MR. MARTIN: So more specialization among investors because the deals are becoming too complicated. Come back to what Yale Henderson said about basis risk. Do you agree with what he said?
MR. CARGAS: Basis risk has turned out to have been significantly greater than what was assumed in base and downside cases, particularly in Texas. A fundamental principle of project finance is the risks must be quantifiable. You need to have a financeable offtake arrangement. To the extent that basis risk is unpredictable, you might not. So there are real concerns there. Do the parties want to move toward affiliate power purchase agreements or other structures that allocate that risk to the sponsor? I am not sure, but basis risk is a challenge.
MR. MARTIN: Developers are wearing more risk as we move to a corporate PPA and hedge market. Let’s move to bank debt.
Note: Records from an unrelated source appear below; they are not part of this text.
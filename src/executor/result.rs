//! Result types for query execution

use serde_json::Value;

use crate::index::DocumentId;

/// A single document in the result set
#[derive(Debug, Clone, PartialEq)]
pub struct ResultDocument {
    /// Document ID
    pub id: DocumentId,
    /// Document body as JSON (projected when the query has a projection)
    pub body: Value,
}

impl ResultDocument {
    /// Creates a new result document
    pub fn new(id: DocumentId, body: Value) -> Self {
        Self { id, body }
    }

    /// Returns the document ID
    pub fn id(&self) -> DocumentId {
        self.id
    }

    /// Returns the document body
    pub fn body(&self) -> &Value {
        &self.body
    }

    /// Consumes the result, returning the body
    pub fn into_body(self) -> Value {
        self.body
    }
}

/// Result of query execution
#[derive(Debug, Clone)]
pub struct ExecutionResult {
    /// Documents in result order
    pub documents: Vec<ResultDocument>,
    /// Number of candidate documents examined
    pub scanned_count: usize,
    /// Number of documents that matched every predicate
    pub matched_count: usize,
    /// Number of documents returned
    pub returned_count: usize,
}

impl ExecutionResult {
    /// Creates an empty result
    pub fn empty() -> Self {
        Self {
            documents: Vec::new(),
            scanned_count: 0,
            matched_count: 0,
            returned_count: 0,
        }
    }

    /// Returns true if no documents were returned
    pub fn is_empty(&self) -> bool {
        self.documents.is_empty()
    }

    /// Returns the number of results
    pub fn len(&self) -> usize {
        self.documents.len()
    }

    /// Returns an iterator over the documents
    pub fn iter(&self) -> impl Iterator<Item = &ResultDocument> {
        self.documents.iter()
    }

    /// Consumes the result, returning the bodies in order
    pub fn into_bodies(self) -> Vec<Value> {
        self.documents.into_iter().map(ResultDocument::into_body).collect()
    }
}
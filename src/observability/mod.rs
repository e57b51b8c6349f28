//! Observability subsystem for bookdb
//!
//! Structured JSON logging to stderr and begin/complete scopes around
//! queries and snapshot I/O.
//!
//! # Principles
//!
//! 1. Observability is read-only
//! 2. No side effects on execution
//! 3. No async or background threads
//! 4. Deterministic output
//!
//! ```ignore
//! use bookdb::observability::{Logger, ObservationScope};
//!
//! Logger::info("QUERY_COMPLETE", &[("returned", "5")]);
//!
//! let scope = ObservationScope::new("SNAPSHOT_LOAD");
//! // ... do work ...
//! scope.complete();
//! ```

mod logger;
mod scope;

pub use logger::{Logger, Severity};
pub use scope::ObservationScope;
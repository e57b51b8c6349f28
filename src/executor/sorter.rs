//! Result sorting for query execution
//!
//! Stable: documents with equal sort keys keep their natural order.

use std::cmp::Ordering;

use serde_json::Value;

use super::result::ResultDocument;
use crate::query::{SortDirection, SortSpec};

/// Sorts result documents and pipeline documents
pub struct ResultSorter;

impl ResultSorter {
    /// Sorts documents according to a single sort specification.
    pub fn sort(documents: &mut [ResultDocument], sort_spec: &SortSpec) {
        let specs = std::slice::from_ref(sort_spec);
        documents.sort_by(|a, b| Self::compare_by(&a.body, &b.body, specs));
    }

    /// Sorts raw documents by several keys, in priority order.
    pub fn sort_values(documents: &mut [Value], specs: &[SortSpec]) {
        documents.sort_by(|a, b| Self::compare_by(a, b, specs));
    }

    fn compare_by(a: &Value, b: &Value, specs: &[SortSpec]) -> Ordering {
        for spec in specs {
            let ordering = Self::compare_values(a.get(&spec.field), b.get(&spec.field));
            let ordering = match spec.direction {
                SortDirection::Asc => ordering,
                SortDirection::Desc => ordering.reverse(),
            };
            if ordering != Ordering::Equal {
                return ordering;
            }
        }
        Ordering::Equal
    }

    /// Compares two JSON values for sorting.
    ///
    /// Ordering rules:
    /// - missing = null < number < string < bool
    /// - For same types, natural ordering; integers and floats compare numerically
    pub fn compare_values(a: Option<&Value>, b: Option<&Value>) -> Ordering {
        static NULL: Value = Value::Null;
        let a = a.unwrap_or(&NULL);
        let b = b.unwrap_or(&NULL);

        let type_order = |v: &Value| -> u8 {
            match v {
                Value::Null => 0,
                Value::Number(_) => 1,
                Value::String(_) => 2,
                Value::Object(_) => 3,
                Value::Array(_) => 4,
                Value::Bool(_) => 5,
            }
        };

        let a_type = type_order(a);
        let b_type = type_order(b);
        if a_type != b_type {
            return a_type.cmp(&b_type);
        }

        match (a, b) {
            (Value::Bool(x), Value::Bool(y)) => x.cmp(y),
            (Value::Number(x), Value::Number(y)) => {
                if let (Some(xi), Some(yi)) = (x.as_i64(), y.as_i64()) {
                    return xi.cmp(&yi);
                }
                let xf = x.as_f64().unwrap_or(0.0);
                let yf = y.as_f64().unwrap_or(0.0);
                xf.partial_cmp(&yf).unwrap_or(Ordering::Equal)
            }
            (Value::String(x), Value::String(y)) => x.cmp(y),
            // Arrays and objects are not compared
            _ => Ordering::Equal,
        }
    }
}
Ralph Cho, what was the volume of North American project finance debt in 2018 compared to 2017?
MR. CHO: The first quarter of 2018 started off a bit slow, but the rest of the year definitely has made up for it. Every banker I speak to has been super busy. The numbers are still coming in, but it looks like North American project finance deal volume was $63 billion in 2018. That is 54% higher than last year, where we saw about $41 billion. It is roughly comparable to the peak in 2015.
MR. MARTIN: Deal volume in 2015 was $60 billion, according to our numbers. How many deals were there last year?
MR. CHO: We counted about 175, which is a little more than the 160 deals that we saw in 2015, which was the last peak year.
MR. MARTIN: How many active banks were there in 2018, and how many do you expect in 2019?
MR. CHO: We saw some new names in 2018. By my estimate, roughly 80 to 100 lenders are chasing projects. They include not just banks, but also grey-market lenders. Of the total number, 30 to 40 are highly active. My expectation is 2019 will remain relatively unchanged.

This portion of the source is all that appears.